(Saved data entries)

//! Argon2d, Argon2i, and Argon2id (RFC 9106), version 0x13.
//!
//! The memory matrix has one row per lane, each row split into four slices.
//! Lanes fill in parallel, one OS thread per lane, meeting at a barrier after
//! every slice so that cross-lane references only ever read blocks written in
//! earlier slices. Parameter validation lives in the key-derivation facade;
//! this module assumes costs that already passed it.

use std::cell::UnsafeCell;
use std::sync::Barrier;
use std::thread;

use crate::crypto::blake2::Blake2b;
use crate::util::lo_hi32;

/// Size of one memory block in bytes.
pub const BLOCK_SIZE: usize = 1024;

const QWORDS: usize = BLOCK_SIZE / 8;
const SYNC_POINTS: u32 = 4;
const VERSION: u32 = 0x13;

#[derive(Clone, Copy, PartialEq, Eq, Debug)]
pub enum Variant {
    Argon2d = 0,
    Argon2i = 1,
    Argon2id = 2,
}

/// The cost triple. `memory_cost` is in KiB blocks.
#[derive(Clone, Copy, Debug)]
pub struct Costs {
    pub time_cost: u32,
    pub memory_cost: u32,
    pub parallelism: u32,
}

/// Byte inputs to the derivation. `associated_data` is part of the initial
/// hash even though most callers leave it empty.
#[derive(Clone, Copy, Default)]
pub struct Input<'a> {
    pub password: &'a [u8],
    pub salt: &'a [u8],
    pub secret: &'a [u8],
    pub associated_data: &'a [u8],
}

/// Fills `out` with the Argon2 tag for `input` under `costs`.
pub fn hash(variant: Variant, input: &Input<'_>, costs: Costs, out: &mut [u8]) {
    let instance = Instance::new(costs, variant);
    let mut memory = Memory::new(&instance);

    seed_lanes(&mut memory, &instance, input, costs, out.len() as u32);
    fill_memory(&memory, &instance);
    extract_tag(&memory, &instance, out);
}

#[derive(Clone, Copy)]
struct Instance {
    passes: u32,
    lanes: u32,
    memory_blocks: u32,
    lane_length: u32,
    segment_length: u32,
    variant: Variant,
}

impl Instance {
    fn new(costs: Costs, variant: Variant) -> Self {
        let lanes = costs.parallelism;
        // Rounded down to a multiple of 4 blocks per lane.
        let memory_blocks = 4 * lanes * (costs.memory_cost / (4 * lanes));
        let lane_length = memory_blocks / lanes;
        Self {
            passes: costs.time_cost,
            lanes,
            memory_blocks,
            lane_length,
            segment_length: lane_length / SYNC_POINTS,
            variant,
        }
    }
}

#[derive(Clone, Copy)]
struct Position {
    pass: u32,
    lane: u32,
    slice: u32,
}

#[derive(Clone, Copy)]
struct Block([u64; QWORDS]);

impl Block {
    const ZERO: Self = Self([0; QWORDS]);

    fn xor_assign(&mut self, other: &Self) {
        for (a, b) in self.0.iter_mut().zip(&other.0) {
            *a ^= b;
        }
    }

    fn from_bytes(bytes: &[u8; BLOCK_SIZE]) -> Self {
        let mut block = Self::ZERO;
        for (word, chunk) in block.0.iter_mut().zip(bytes.chunks_exact(8)) {
            *word = u64::from_le_bytes(chunk.try_into().unwrap());
        }
        block
    }

    fn to_bytes(self) -> [u8; BLOCK_SIZE] {
        let mut bytes = [0u8; BLOCK_SIZE];
        for (chunk, word) in bytes.chunks_exact_mut(8).zip(&self.0) {
            chunk.copy_from_slice(&word.to_le_bytes());
        }
        bytes
    }
}

/// The lane-major memory matrix, shared across lane threads.
///
/// Block cells are `UnsafeCell`s because lanes write their own segments while
/// other lanes read across lanes. The fill discipline makes this sound: within
/// one (pass, slice) step a lane thread is the only writer of its segment, and
/// every cross-lane read targets a block finished before the last barrier.
struct Memory {
    blocks: Box<[UnsafeCell<Block>]>,
    lane_length: u32,
}

unsafe impl Sync for Memory {}

impl Memory {
    fn new(instance: &Instance) -> Self {
        let blocks = (0..instance.memory_blocks)
            .map(|_| UnsafeCell::new(Block::ZERO))
            .collect();
        Self { blocks, lane_length: instance.lane_length }
    }

    fn cell(&self, lane: u32, index: u32) -> *mut Block {
        self.blocks[(lane * self.lane_length + index) as usize].get()
    }
}

// rfc 3.2.1: H0 = BLAKE2b-512 over the parameter block and length-prefixed
// inputs, all integers 32-bit little-endian.
fn initial_hash(
    input: &Input<'_>,
    costs: Costs,
    tag_len: u32,
    variant: Variant,
) -> [u8; 64] {
    let mut h = Blake2b::new(64);
    h.update(&costs.parallelism.to_le_bytes());
    h.update(&tag_len.to_le_bytes());
    h.update(&costs.memory_cost.to_le_bytes());
    h.update(&costs.time_cost.to_le_bytes());
    h.update(&VERSION.to_le_bytes());
    h.update(&(variant as u32).to_le_bytes());
    for part in [input.password, input.salt, input.secret, input.associated_data] {
        h.update(&(part.len() as u32).to_le_bytes());
        h.update(part);
    }

    let mut h0 = [0u8; 64];
    h.finalize(&mut h0);
    h0
}

// rfc 3.3: variable-length hash H' built on BLAKE2b.
fn h_prime(input: &[u8], out: &mut [u8]) {
    let out_len = out.len() as u32;

    let mut h = Blake2b::new(out.len().min(64));
    h.update(&out_len.to_le_bytes());
    h.update(input);

    if out.len() <= 64 {
        h.finalize(out);
        return;
    }

    h.finalize(&mut out[..64]);

    let r = (out_len / 32 + u32::from(out_len % 32 != 0) - 2) as usize;
    let mut v = [0u8; 64];
    v.copy_from_slice(&out[..64]);
    for i in 1..r {
        let prev = v;
        Blake2b::digest(&prev, &mut v);
        out[32 * i..32 * i + 32].copy_from_slice(&v[..32]);
    }
    Blake2b::digest(&v, &mut out[32 * r..]);
}

// rfc 3.2.3 ~ 3.2.4: B[i][0] = H'(H0 || 0 || i), B[i][1] = H'(H0 || 1 || i).
fn seed_lanes(
    memory: &mut Memory,
    instance: &Instance,
    input: &Input<'_>,
    costs: Costs,
    tag_len: u32,
) {
    let h0 = initial_hash(input, costs, tag_len, instance.variant);

    let mut seed = [0u8; 72];
    seed[..64].copy_from_slice(&h0);

    let mut block_bytes = [0u8; BLOCK_SIZE];
    for column in 0u32..2 {
        seed[64..68].copy_from_slice(&column.to_le_bytes());
        for lane in 0..instance.lanes {
            seed[68..72].copy_from_slice(&lane.to_le_bytes());
            h_prime(&seed, &mut block_bytes);
            // Exclusive access: seeding runs before any lane thread exists.
            unsafe { *memory.cell(lane, column) = Block::from_bytes(&block_bytes) };
        }
    }
}

// rfc 3.6: the BLAKE2b mixing function with the Argon2 twist of adding
// 2 * low32(a) * low32(b) alongside each addition.
fn gb(v: &mut [u64; 16], a: usize, b: usize, c: usize, d: usize) {
    let mul = |x: u64, y: u64| (x as u32 as u64).wrapping_mul(y as u32 as u64).wrapping_mul(2);

    v[a] = v[a].wrapping_add(v[b]).wrapping_add(mul(v[a], v[b]));
    v[d] = (v[d] ^ v[a]).rotate_right(32);
    v[c] = v[c].wrapping_add(v[d]).wrapping_add(mul(v[c], v[d]));
    v[b] = (v[b] ^ v[c]).rotate_right(24);

    v[a] = v[a].wrapping_add(v[b]).wrapping_add(mul(v[a], v[b]));
    v[d] = (v[d] ^ v[a]).rotate_right(16);
    v[c] = v[c].wrapping_add(v[d]).wrapping_add(mul(v[c], v[d]));
    v[b] = (v[b] ^ v[c]).rotate_right(63);
}

// rfc 3.6: the permutation P over 16 words, gathered from `z` at `idx`.
fn permute(z: &mut [u64; QWORDS], idx: [usize; 16]) {
    let mut v = [0u64; 16];
    for (slot, &i) in v.iter_mut().zip(&idx) {
        *slot = z[i];
    }

    gb(&mut v, 0, 4, 8, 12);
    gb(&mut v, 1, 5, 9, 13);
    gb(&mut v, 2, 6, 10, 14);
    gb(&mut v, 3, 7, 11, 15);
    gb(&mut v, 0, 5, 10, 15);
    gb(&mut v, 1, 6, 11, 12);
    gb(&mut v, 2, 7, 8, 13);
    gb(&mut v, 3, 4, 9, 14);

    for (&slot, &i) in v.iter().zip(&idx) {
        z[i] = slot;
    }
}

// rfc 3.5: G(X, Y) = P(P(X ^ Y) by rows, by columns) ^ (X ^ Y).
fn compress(x: &Block, y: &Block) -> Block {
    let mut r = *x;
    r.xor_assign(y);

    let mut z = r;
    for row in 0..8 {
        let base = row * 16;
        let mut idx = [0usize; 16];
        for (j, slot) in idx.iter_mut().enumerate() {
            *slot = base + j;
        }
        permute(&mut z.0, idx);
    }
    for col in 0..8 {
        let mut idx = [0usize; 16];
        for k in 0..8 {
            idx[2 * k] = 16 * k + 2 * col;
            idx[2 * k + 1] = 16 * k + 2 * col + 1;
        }
        permute(&mut z.0, idx);
    }

    z.xor_assign(&r);
    z
}

// rfc 3.4.2: map (J1, J2) to a reference lane and block index.
fn map_reference(
    j1: u32,
    j2: u32,
    instance: &Instance,
    position: Position,
    index: u32,
) -> (u32, u32) {
    let lane = if position.pass == 0 && position.slice == 0 {
        position.lane
    } else {
        j2 % instance.lanes
    };

    let finished = if position.pass == 0 { position.slice } else { SYNC_POINTS - 1 };
    let finished_blocks = finished * instance.segment_length;
    let window = if lane == position.lane {
        finished_blocks + index - 1
    } else {
        finished_blocks - u32::from(index == 0)
    };

    let x = (u64::from(j1) * u64::from(j1)) >> 32;
    let y = (u64::from(window) * x) >> 32;
    let zz = u64::from(window) - 1 - y;

    let start_position = if position.pass == 0 || position.slice == SYNC_POINTS - 1 {
        0
    } else {
        (position.slice + 1) * instance.segment_length
    };
    let z = (u64::from(start_position) + zz) % u64::from(instance.lane_length);

    (lane, z as u32)
}

// rfc 3.4.1.2: the input block for data-independent addressing.
fn index_input_block(instance: &Instance, position: Position) -> Block {
    let mut block = Block::ZERO;
    block.0[0] = u64::from(position.pass);
    block.0[1] = u64::from(position.lane);
    block.0[2] = u64::from(position.slice);
    block.0[3] = u64::from(instance.memory_blocks);
    block.0[4] = u64::from(instance.passes);
    block.0[5] = instance.variant as u64;
    block
}

fn next_index_block(input_block: &mut Block) -> Block {
    input_block.0[6] += 1;
    compress(&Block::ZERO, &compress(&Block::ZERO, input_block))
}

fn fill_segment(memory: &Memory, instance: &Instance, position: Position) {
    let data_independent = instance.variant == Variant::Argon2i
        || (instance.variant == Variant::Argon2id && position.pass == 0 && position.slice < 2);

    let mut input_block = index_input_block(instance, position);
    let mut index_block = Block::ZERO;
    if data_independent {
        index_block = next_index_block(&mut input_block);
    }

    let first = if position.pass == 0 && position.slice == 0 { 2 } else { 0 };
    for index in first..instance.segment_length {
        let current = instance.segment_length * position.slice + index;
        let previous = if current == 0 { instance.lane_length - 1 } else { current - 1 };

        if data_independent && index % 128 == 0 && index != 0 {
            index_block = next_index_block(&mut input_block);
        }

        // SAFETY: `previous` is either earlier in this lane's segment (this
        // thread wrote it) or, for the wrap-around, the lane's last block
        // from the previous pass, sealed by the last barrier.
        let prev = unsafe { &*memory.cell(position.lane, previous) };

        let (j1, j2) = if data_independent {
            lo_hi32(index_block.0[(index % 128) as usize])
        } else {
            lo_hi32(prev.0[0])
        };
        let (ref_lane, ref_index) = map_reference(j1, j2, instance, position, index);

        // SAFETY: the reference set only contains blocks completed before the
        // current slice (cross-lane) or earlier in this lane, so no other
        // thread writes it during this step.
        let reference = unsafe { &*memory.cell(ref_lane, ref_index) };
        let new_block = compress(prev, reference);

        // SAFETY: each lane thread is the unique writer of its own segment.
        let slot = unsafe { &mut *memory.cell(position.lane, current) };
        if position.pass == 0 {
            *slot = new_block;
        } else {
            slot.xor_assign(&new_block);
        }
    }
}

// rfc 3.2.5 ~ 3.2.6: all lanes per slice in parallel, barrier per slice.
fn fill_memory(memory: &Memory, instance: &Instance) {
    if instance.lanes == 1 {
        for pass in 0..instance.passes {
            for slice in 0..SYNC_POINTS {
                fill_segment(memory, instance, Position { pass, lane: 0, slice });
            }
        }
        return;
    }

    let barrier = Barrier::new(instance.lanes as usize);
    thread::scope(|scope| {
        for lane in 0..instance.lanes {
            let barrier = &barrier;
            scope.spawn(move || {
                for pass in 0..instance.passes {
                    for slice in 0..SYNC_POINTS {
                        fill_segment(memory, instance, Position { pass, lane, slice });
                        barrier.wait();
                    }
                }
            });
        }
    });
}

// rfc 3.2.7: C = xor of every lane's last block, tag = H'(C).
fn extract_tag(memory: &Memory, instance: &Instance, out: &mut [u8]) {
    let last = instance.lane_length - 1;
    // SAFETY: all lane threads have been joined; access is exclusive again.
    let mut c = unsafe { *memory.cell(0, last) };
    for lane in 1..instance.lanes {
        c.xor_assign(unsafe { &*memory.cell(lane, last) });
    }

    h_prime(&c.to_bytes(), out);
}

#[cfg(test)]
mod tests {
    use super::*;

    // RFC 9106 §5: t=3, m=32, p=4, 32-byte tag, password 01*32, salt 02*16,
    // secret 03*8, associated data 04*12.
    fn rfc_input() -> (Vec<u8>, Vec<u8>, Vec<u8>, Vec<u8>) {
        (vec![0x01; 32], vec![0x02; 16], vec![0x03; 8], vec![0x04; 12])
    }

    fn rfc_tag(variant: Variant) -> String {
        let (password, salt, secret, ad) = rfc_input();
        let input = Input {
            password: &password,
            salt: &salt,
            secret: &secret,
            associated_data: &ad,
        };
        let costs = Costs { time_cost: 3, memory_cost: 32, parallelism: 4 };

        let mut out = [0u8; 32];
        hash(variant, &input, costs, &mut out);
        hex::encode(out)
    }

    #[test]
    fn rfc9106_argon2d() {
        assert_eq!(
            rfc_tag(Variant::Argon2d),
            "512b391b6f1162975371d30919734294f868e3be3984f3c1a13a4db9fabe4acb"
        );
    }

    #[test]
    fn rfc9106_argon2i() {
        assert_eq!(
            rfc_tag(Variant::Argon2i),
            "c814d9d1dc7f37aa13f0d77f2494bda1c8de6b016dd388d29952a4c4672b6ce8"
        );
    }

    #[test]
    fn rfc9106_argon2id() {
        assert_eq!(
            rfc_tag(Variant::Argon2id),
            "0d640df58d78766c08c037a34a8b53c9d01ef0452d75b65eb52520e96b01e659"
        );
    }

    #[test]
    fn single_lane_matches_spawned_lanes_shape() {
        // p=1 exercises the inline fill path.
        let input = Input { password: b"pw", salt: b"somesalt", ..Input::default() };
        let costs = Costs { time_cost: 1, memory_cost: 8, parallelism: 1 };

        let mut a = [0u8; 32];
        hash(Variant::Argon2id, &input, costs, &mut a);
        let mut b = [0u8; 32];
        hash(Variant::Argon2id, &input, costs, &mut b);
        assert_eq!(a, b);
        assert_ne!(a, [0u8; 32]);
    }

    #[test]
    fn output_length_changes_the_tag() {
        let input = Input { password: b"pw", salt: b"somesalt", ..Input::default() };
        let costs = Costs { time_cost: 1, memory_cost: 16, parallelism: 2 };

        let mut short = [0u8; 16];
        hash(Variant::Argon2i, &input, costs, &mut short);
        let mut long = [0u8; 64];
        hash(Variant::Argon2i, &input, costs, &mut long);
        assert_ne!(short[..], long[..16]);
    }

    #[test]
    fn h_prime_long_output_chains() {
        // A 1024-byte request walks the 32-byte chaining path; determinism
        // and non-triviality are the observable properties here.
        let mut a = vec![0u8; 1024];
        let mut b = vec![0u8; 1024];
        h_prime(b"seed", &mut a);
        h_prime(b"seed", &mut b);
        assert_eq!(a, b);
        assert_ne!(a[..32], a[32..64]);
    }
}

**Problem details**
Could you state the number of lines above in which the word "QWORDS" appears? Give that number by itself.

**Answer space**
4